A tyre marketplace, engineered.
We designed and built Deliver Tire end-to-end — a multi-vendor commerce platform where customers buy premium tyres from trusted sellers, sellers manage stock across warehouses, and administrators oversee the entire operation from a single dashboard.
The challenge
The tyre retail market is fragmented. Independent sellers operate their own inventory, warehouses, and pricing — but customers want one place to compare brands, check availability, and order with confidence. Deliver Tire needed a platform that could serve both sides: a polished customer-facing storefront and a comprehensive operational backend, without compromising either.
The brief was to design and build the full digital ecosystem from the ground up — brand, storefront, seller tools, and administrative control — and have it ready to scale from day one.
A storefront built around the buyer
The customer journey is straightforward by design: discover, compare, buy, track. Buyers can search by tyre width, profile, and rim size, browse curated featured collections, or filter by brand. Product pages surface the details that actually matter — verified seller, delivery window, warranty backing, return policy — so the decision feels safe even on a high-ticket purchase.
The checkout is built for trust. Address, payment, and confirmation flow in three clear steps; price details show subtotal, discount, and shipping transparently before payment. The same experience adapts cleanly across desktop, tablet, and mobile — particularly important in a category where many buyers research on one device and complete the purchase on another.
Multi-vendor at the core
Behind every product on the storefront sits an independent seller with their own catalogue, pricing, and stock. The seller dashboard gives them everything they need to operate: product management, inventory tracking, order fulfilment, refunds and disputes, and integrations with their existing logistics tools — all from one interface.
The platform supports multi-warehouse fulfilment, where each seller can register multiple warehouse locations. Each warehouse has its own stock levels and shipping origin, so customers see accurate availability and realistic delivery costs based on where their order will actually ship from. This single architectural decision unlocks regional sellers who couldn’t otherwise compete on delivery speed against larger national players.
Full operational control for administrators
The admin layer is where Deliver Tire stops being just an e-commerce site and becomes an operations platform. From the admin dashboard, the platform team can approve new sellers, review flagged products, mediate disputes, process refunds, manage payments and commissions, and configure user permissions across the entire system.
Every action surfaces in real time. Pending seller approvals, refund requests, and active disputes sit at the top of the dashboard so nothing slips through. A “View as Admin” mode lets the team see the platform exactly as a customer or seller would — useful for support cases and for verifying that policy changes have rolled out correctly.

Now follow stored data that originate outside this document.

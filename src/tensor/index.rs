use super::Tensor;
use std::ops::{Index, IndexMut};

// 按行主序的扁平下标索引
impl Index<usize> for Tensor {
    type Output = f64;

    fn index(&self, index: usize) -> &Self::Output {
        &self.data_as_slice()[index]
    }
}

impl IndexMut<usize> for Tensor {
    fn index_mut(&mut self, index: usize) -> &mut Self::Output {
        &mut self.data_as_slice_mut()[index]
    }
}

// 按[行, 列]索引
impl Index<[usize; 2]> for Tensor {
    type Output = f64;

    fn index(&self, index: [usize; 2]) -> &Self::Output {
        &self.data[index]
    }
}

impl IndexMut<[usize; 2]> for Tensor {
    fn index_mut(&mut self, index: [usize; 2]) -> &mut Self::Output {
        &mut self.data[index]
    }
}
use crate::assert_err;
use crate::nn::{Graph, GraphError};
use crate::tensor::Tensor;
use approx::assert_abs_diff_eq;

#[test]
fn test_mse_forward_backward() -> Result<(), GraphError> {
    let mut graph = Graph::new();
    let a = graph.new_leaf1(3)?;
    let b = graph.new_leaf1(3)?;
    let loss = graph.new_mse(a, b)?;
    assert_eq!(graph.kind_name(loss)?, "MSE");

    graph.set_input(a, &[1.0, 2.0, 3.0])?;
    graph.set_input(b, &[1.0, 0.0, 0.0])?;
    graph.forward()?;

    let value = graph.backward(loss)?;
    assert_abs_diff_eq!(value, 13.0 / 3.0, epsilon = 1e-12);
    assert_abs_diff_eq!(
        graph.grad(a)?,
        &Tensor::new(&[0.0, 4.0 / 3.0, 2.0], &[3]),
        epsilon = 1e-12
    );
    assert_abs_diff_eq!(
        graph.grad(b)?,
        &Tensor::new(&[0.0, -4.0 / 3.0, -2.0], &[3]),
        epsilon = 1e-12
    );
    Ok(())
}

#[test]
fn test_mse_shape_mismatch() -> Result<(), GraphError> {
    let mut graph = Graph::new();
    let a = graph.new_leaf1(3)?;
    let b = graph.new_leaf2(1, 3)?;
    assert_err!(
        graph.new_mse(a, b),
        GraphError::ShapeMismatch([3, 1], [1, 3], "MSE节点的两个父节点形状必须一致")
    );
    Ok(())
}
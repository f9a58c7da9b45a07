use crate::assert_err;
use crate::nn::{Graph, GraphError, NodeId, NodeShape};
use crate::tensor::Tensor;

#[test]
fn test_relu_forward_backward() -> Result<(), GraphError> {
    let mut graph = Graph::new();
    let x = graph.new_leaf1(3)?;
    let w = graph.new_leaf1(3)?;
    let relu = graph.new_relu(x)?;
    let loss = graph.new_dots(relu, w)?;
    assert_eq!(graph.shape(relu)?, NodeShape::new(3, 3, 1));

    graph.set_input(x, &[-1.0, 0.0, 2.0])?;
    graph.set_input(w, &[1.0, 1.0, 1.0])?;
    graph.forward()?;
    assert_eq!(graph.value(relu)?, &Tensor::new(&[0.0, 0.0, 2.0], &[3]));

    graph.backward(loss)?;
    // x = 0 处按次梯度1传递
    assert_eq!(graph.grad(x)?, &Tensor::new(&[0.0, 1.0, 1.0], &[3]));
    Ok(())
}

#[test]
fn test_relu_keeps_2d_shape() -> Result<(), GraphError> {
    let mut graph = Graph::new();
    let x = graph.new_leaf2(2, 3)?;
    let relu = graph.new_relu(x)?;
    assert_eq!(graph.shape(relu)?.dims(), [2, 3]);
    assert_err!(graph.new_relu(NodeId(9)), GraphError::NodeNotFound(NodeId(9)));
    Ok(())
}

Analytics that drive decisions
Numbers without context are noise. The analytics layer in Deliver Tire is structured around the questions the business actually asks: Which sellers are growing? Which product categories are converting? Where are orders falling out of the funnel?
Revenue and order trends, category mix, order status distribution, and a ranked seller performance leaderboard all sit on a single screen. Each chart drills into deeper detail without leaving the dashboard, and reports can be exported for board reviews or seller payouts.
Built to scale
Every architectural choice — the multi-warehouse model, the modular seller onboarding, the role-based permissions, the analytics that surface decisions rather than just data — was made with growth in mind. Deliver Tire isn’t a snapshot of a launch; it’s the foundation for a marketplace that can add sellers, expand regions, and onboard new product categories without rebuilding the core.
Fourteen weeks from kickoff to a complete, production-ready platform: 80 pages designed and built, 55 distinct features, three fully-realised user roles, and an operational backbone ready for whatever comes next.